Segment Open
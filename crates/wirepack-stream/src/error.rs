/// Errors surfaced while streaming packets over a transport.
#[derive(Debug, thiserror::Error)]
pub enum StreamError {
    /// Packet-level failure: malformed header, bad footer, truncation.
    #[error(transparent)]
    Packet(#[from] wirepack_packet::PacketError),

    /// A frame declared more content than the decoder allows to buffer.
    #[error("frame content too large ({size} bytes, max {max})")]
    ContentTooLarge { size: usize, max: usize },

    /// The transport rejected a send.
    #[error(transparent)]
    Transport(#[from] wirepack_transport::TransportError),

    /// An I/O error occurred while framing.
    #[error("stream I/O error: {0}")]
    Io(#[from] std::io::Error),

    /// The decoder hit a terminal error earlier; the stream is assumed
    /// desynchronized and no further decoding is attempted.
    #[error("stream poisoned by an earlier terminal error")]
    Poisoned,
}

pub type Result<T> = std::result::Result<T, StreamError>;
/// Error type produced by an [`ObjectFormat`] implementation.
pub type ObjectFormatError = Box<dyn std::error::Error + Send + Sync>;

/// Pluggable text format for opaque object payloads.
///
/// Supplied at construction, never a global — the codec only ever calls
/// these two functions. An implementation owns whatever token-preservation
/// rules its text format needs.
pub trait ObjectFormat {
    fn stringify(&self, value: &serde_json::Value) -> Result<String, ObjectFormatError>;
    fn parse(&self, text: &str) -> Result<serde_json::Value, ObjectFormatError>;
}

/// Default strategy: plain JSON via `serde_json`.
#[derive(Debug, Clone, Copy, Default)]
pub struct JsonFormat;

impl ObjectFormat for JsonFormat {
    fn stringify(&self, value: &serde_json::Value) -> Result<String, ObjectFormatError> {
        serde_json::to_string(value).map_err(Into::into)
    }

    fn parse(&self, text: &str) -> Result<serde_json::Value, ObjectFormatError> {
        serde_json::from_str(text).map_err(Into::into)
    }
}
Segment Closed
Segment Open
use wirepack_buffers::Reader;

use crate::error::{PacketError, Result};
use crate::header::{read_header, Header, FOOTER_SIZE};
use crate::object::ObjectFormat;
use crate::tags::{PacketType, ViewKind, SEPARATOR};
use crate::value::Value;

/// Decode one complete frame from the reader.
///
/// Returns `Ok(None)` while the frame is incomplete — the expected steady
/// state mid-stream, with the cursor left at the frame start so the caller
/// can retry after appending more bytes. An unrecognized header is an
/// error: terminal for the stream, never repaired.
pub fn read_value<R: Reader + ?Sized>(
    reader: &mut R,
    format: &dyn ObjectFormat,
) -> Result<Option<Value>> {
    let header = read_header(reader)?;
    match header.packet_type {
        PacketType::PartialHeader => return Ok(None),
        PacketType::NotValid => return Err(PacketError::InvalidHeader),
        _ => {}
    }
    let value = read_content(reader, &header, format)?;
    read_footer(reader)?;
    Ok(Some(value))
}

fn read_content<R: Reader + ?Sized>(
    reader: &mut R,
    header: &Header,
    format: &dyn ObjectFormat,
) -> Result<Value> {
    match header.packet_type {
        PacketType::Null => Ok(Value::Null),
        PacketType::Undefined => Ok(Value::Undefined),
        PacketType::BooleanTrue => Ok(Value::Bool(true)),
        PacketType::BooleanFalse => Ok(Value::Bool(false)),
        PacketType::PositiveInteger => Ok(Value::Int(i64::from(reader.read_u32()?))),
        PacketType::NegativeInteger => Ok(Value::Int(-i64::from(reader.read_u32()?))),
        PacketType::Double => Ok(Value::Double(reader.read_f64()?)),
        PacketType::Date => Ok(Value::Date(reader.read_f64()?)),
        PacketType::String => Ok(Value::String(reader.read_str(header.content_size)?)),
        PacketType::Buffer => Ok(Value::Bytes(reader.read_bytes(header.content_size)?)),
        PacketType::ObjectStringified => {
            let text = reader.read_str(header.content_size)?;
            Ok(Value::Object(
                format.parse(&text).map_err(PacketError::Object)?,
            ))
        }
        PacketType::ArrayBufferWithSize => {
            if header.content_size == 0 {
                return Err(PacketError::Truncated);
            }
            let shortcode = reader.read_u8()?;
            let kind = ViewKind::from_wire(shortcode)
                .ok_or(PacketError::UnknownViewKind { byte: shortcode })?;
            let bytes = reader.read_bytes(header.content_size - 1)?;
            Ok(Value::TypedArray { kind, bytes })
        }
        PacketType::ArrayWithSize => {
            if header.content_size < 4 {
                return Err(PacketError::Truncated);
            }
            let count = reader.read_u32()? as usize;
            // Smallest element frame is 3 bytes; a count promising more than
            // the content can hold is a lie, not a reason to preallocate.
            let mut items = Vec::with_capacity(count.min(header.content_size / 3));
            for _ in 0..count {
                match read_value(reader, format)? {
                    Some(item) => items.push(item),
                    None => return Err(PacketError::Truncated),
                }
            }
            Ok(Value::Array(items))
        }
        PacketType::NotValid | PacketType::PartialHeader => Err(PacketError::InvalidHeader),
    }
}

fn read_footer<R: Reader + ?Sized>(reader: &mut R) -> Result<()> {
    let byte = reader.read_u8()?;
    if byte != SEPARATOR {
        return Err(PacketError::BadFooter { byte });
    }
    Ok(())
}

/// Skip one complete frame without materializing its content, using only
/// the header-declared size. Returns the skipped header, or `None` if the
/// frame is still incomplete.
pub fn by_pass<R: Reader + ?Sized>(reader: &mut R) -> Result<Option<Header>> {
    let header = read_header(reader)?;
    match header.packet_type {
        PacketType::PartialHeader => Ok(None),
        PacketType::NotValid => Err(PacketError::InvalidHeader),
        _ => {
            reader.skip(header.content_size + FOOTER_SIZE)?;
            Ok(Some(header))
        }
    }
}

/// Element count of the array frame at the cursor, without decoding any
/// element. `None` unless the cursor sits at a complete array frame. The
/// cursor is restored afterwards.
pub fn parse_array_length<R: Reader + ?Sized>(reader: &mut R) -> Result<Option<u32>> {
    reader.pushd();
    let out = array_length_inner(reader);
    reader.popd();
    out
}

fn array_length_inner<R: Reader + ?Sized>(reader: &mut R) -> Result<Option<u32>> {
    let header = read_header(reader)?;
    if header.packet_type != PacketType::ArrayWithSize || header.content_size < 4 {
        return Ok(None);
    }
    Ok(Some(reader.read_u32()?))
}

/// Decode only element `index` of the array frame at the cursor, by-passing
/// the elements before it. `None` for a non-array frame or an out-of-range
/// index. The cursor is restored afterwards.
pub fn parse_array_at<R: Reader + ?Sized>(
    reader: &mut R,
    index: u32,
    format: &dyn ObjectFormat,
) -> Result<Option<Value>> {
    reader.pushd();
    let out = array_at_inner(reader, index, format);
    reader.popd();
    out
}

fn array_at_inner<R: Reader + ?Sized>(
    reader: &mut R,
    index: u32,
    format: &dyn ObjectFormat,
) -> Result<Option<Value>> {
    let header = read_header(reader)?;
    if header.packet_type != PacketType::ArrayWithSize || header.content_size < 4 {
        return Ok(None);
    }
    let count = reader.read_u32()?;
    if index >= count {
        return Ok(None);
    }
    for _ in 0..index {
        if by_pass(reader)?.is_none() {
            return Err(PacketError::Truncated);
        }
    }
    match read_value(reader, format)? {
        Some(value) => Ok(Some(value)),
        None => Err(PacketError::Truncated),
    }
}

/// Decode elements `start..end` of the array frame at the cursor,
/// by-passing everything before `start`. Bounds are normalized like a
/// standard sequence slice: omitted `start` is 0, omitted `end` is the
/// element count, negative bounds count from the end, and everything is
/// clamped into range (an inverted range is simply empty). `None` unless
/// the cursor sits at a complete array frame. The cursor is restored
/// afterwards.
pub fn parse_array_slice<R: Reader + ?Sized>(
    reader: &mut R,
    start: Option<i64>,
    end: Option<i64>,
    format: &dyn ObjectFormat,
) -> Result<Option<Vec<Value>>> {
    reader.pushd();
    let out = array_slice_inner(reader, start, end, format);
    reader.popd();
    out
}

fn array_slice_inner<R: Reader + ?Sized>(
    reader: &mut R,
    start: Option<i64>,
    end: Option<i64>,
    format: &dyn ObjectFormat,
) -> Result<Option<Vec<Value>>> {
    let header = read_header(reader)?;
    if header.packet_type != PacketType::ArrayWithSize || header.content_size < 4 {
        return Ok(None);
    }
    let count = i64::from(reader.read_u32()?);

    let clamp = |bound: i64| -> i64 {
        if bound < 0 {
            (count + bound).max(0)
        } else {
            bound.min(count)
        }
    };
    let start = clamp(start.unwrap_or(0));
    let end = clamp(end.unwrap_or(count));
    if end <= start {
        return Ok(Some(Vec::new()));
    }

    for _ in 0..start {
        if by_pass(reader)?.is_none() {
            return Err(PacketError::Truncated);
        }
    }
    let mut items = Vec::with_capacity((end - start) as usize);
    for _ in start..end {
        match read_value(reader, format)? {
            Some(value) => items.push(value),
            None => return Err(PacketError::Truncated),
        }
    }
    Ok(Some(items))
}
Segment Closed
AIM OF THE TASK:
State how many lines of the data above contain the word "unless", and include nothing other than that number.

FINISHED TASK:
2